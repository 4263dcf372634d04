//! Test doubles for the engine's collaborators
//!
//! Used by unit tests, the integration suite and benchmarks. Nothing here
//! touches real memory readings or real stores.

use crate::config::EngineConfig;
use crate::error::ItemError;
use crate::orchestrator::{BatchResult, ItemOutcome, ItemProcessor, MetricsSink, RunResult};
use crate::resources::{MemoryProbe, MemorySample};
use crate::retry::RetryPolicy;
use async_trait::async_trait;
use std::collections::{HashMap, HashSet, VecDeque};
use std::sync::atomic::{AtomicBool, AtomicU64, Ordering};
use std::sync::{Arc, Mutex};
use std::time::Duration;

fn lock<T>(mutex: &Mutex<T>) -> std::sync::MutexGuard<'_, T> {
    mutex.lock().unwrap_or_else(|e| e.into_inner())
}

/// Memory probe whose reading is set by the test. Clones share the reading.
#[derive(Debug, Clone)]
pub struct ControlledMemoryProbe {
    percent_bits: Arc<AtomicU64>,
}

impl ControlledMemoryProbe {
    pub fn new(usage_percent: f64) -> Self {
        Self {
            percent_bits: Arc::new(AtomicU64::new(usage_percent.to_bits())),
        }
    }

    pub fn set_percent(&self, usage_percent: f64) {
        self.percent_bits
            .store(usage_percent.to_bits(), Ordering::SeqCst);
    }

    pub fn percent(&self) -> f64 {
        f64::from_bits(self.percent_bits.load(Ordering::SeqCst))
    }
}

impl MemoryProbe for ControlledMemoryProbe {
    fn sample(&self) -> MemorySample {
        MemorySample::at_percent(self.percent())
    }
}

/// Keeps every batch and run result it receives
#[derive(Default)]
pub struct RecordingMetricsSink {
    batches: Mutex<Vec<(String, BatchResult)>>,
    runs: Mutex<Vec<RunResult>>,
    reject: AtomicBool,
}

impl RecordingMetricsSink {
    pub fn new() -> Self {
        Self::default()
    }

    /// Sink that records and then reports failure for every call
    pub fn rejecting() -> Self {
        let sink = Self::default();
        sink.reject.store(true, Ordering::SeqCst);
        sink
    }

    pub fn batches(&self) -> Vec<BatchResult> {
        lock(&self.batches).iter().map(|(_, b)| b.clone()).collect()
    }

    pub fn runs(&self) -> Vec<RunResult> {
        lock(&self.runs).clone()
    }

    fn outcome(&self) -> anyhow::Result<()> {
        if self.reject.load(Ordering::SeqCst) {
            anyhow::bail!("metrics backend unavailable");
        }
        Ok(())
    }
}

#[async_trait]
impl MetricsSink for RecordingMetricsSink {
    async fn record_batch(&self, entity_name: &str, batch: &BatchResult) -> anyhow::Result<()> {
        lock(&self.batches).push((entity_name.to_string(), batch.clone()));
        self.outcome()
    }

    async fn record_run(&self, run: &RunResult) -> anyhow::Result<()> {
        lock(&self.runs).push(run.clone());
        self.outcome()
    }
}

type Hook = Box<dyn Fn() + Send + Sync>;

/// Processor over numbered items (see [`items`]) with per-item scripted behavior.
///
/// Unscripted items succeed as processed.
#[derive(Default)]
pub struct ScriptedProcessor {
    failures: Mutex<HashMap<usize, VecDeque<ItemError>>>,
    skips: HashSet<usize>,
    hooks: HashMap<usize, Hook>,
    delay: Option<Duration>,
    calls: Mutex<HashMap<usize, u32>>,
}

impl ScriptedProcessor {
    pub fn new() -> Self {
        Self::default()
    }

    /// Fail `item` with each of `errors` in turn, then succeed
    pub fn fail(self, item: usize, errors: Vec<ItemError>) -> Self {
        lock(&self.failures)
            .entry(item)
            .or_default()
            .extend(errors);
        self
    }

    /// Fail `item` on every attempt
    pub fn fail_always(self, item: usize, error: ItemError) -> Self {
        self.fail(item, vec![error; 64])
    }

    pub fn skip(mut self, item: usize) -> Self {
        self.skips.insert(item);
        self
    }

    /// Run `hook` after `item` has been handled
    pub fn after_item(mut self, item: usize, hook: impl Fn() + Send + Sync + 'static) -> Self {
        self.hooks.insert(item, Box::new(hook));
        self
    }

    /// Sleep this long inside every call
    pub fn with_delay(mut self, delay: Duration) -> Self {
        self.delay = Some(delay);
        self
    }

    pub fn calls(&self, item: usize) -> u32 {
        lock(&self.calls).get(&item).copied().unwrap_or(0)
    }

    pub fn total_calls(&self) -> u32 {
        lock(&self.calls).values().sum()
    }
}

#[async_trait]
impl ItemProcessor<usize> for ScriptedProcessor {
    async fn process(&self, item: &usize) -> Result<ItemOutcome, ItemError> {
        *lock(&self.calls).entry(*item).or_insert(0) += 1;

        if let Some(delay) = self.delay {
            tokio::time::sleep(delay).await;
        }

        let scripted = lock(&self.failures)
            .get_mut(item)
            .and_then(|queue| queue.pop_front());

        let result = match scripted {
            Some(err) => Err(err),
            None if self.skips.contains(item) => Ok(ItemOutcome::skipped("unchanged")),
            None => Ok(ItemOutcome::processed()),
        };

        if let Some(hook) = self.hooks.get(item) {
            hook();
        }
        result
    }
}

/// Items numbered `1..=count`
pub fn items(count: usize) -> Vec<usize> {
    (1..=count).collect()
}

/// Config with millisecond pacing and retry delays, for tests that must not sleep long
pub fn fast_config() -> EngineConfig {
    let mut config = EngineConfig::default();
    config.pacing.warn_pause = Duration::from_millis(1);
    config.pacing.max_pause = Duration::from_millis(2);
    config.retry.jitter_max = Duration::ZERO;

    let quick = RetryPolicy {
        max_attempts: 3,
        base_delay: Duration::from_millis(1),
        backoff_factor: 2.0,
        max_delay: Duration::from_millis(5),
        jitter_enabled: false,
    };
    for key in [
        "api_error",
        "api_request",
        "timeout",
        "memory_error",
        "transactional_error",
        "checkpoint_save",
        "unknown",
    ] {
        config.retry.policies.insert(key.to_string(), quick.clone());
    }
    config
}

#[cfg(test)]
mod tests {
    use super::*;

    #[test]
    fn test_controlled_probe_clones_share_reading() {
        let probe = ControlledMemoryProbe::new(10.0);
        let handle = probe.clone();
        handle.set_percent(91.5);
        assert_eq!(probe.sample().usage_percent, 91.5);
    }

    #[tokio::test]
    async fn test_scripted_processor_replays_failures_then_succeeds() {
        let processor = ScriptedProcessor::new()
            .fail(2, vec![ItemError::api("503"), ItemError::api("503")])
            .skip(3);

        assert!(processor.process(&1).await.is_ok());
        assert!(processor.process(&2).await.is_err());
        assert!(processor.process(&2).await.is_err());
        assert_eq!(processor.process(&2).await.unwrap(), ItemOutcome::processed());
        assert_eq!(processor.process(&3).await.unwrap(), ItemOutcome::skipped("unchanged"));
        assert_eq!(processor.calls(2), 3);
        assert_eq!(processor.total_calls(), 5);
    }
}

■ ■ ■ ■ ■

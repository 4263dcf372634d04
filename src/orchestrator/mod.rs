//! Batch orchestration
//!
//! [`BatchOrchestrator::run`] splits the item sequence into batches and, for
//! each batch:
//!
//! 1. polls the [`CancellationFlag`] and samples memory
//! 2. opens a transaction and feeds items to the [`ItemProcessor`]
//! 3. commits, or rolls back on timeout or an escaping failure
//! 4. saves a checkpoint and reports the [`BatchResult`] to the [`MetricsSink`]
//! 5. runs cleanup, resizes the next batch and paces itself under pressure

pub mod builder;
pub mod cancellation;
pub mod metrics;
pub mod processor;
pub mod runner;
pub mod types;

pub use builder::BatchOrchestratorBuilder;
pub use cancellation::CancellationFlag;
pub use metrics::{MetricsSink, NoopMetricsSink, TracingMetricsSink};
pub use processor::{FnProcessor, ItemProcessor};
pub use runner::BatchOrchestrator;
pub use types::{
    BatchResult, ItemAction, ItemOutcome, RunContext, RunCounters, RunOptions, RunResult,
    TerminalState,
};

■ ■ ■ ■ ■

▶ [Assignment]
Copy the lines from the entries above in which the word "Some" appears.

▶ [Result of the task]
        self.delay = Some(delay);
        if let Some(delay) = self.delay {
            Some(err) => Err(err),
        if let Some(hook) = self.hooks.get(item) {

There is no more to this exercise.